**Exercise:** Among the records, how many lines carry the string "upload"? Give that number with nothing added.

• • • • • • •

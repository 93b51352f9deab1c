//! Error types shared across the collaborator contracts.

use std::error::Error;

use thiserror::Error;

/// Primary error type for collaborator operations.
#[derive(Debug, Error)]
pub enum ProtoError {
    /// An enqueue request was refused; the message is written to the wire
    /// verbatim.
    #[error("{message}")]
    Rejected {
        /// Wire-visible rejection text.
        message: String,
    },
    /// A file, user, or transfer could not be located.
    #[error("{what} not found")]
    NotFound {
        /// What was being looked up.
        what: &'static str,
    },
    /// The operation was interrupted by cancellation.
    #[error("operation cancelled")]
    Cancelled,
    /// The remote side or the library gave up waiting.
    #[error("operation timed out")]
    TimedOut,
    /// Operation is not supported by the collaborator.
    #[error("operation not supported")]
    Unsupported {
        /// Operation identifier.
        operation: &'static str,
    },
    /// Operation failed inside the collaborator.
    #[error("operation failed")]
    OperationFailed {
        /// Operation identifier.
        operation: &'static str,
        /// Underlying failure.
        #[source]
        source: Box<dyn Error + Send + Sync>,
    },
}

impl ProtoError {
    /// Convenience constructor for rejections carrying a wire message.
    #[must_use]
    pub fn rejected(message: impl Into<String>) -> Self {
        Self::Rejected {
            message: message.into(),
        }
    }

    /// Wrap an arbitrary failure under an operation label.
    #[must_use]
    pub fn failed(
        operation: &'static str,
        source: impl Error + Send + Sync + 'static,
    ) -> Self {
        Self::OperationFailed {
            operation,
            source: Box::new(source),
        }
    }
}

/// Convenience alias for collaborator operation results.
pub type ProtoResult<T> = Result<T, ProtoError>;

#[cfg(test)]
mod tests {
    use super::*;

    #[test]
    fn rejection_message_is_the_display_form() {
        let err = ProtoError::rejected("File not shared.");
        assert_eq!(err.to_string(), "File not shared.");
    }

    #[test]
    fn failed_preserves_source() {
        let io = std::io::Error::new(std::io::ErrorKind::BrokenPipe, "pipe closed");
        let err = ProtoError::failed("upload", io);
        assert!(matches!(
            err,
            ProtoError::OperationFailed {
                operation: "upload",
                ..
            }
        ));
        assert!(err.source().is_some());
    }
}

• • • • • • •

**Answer box:** 2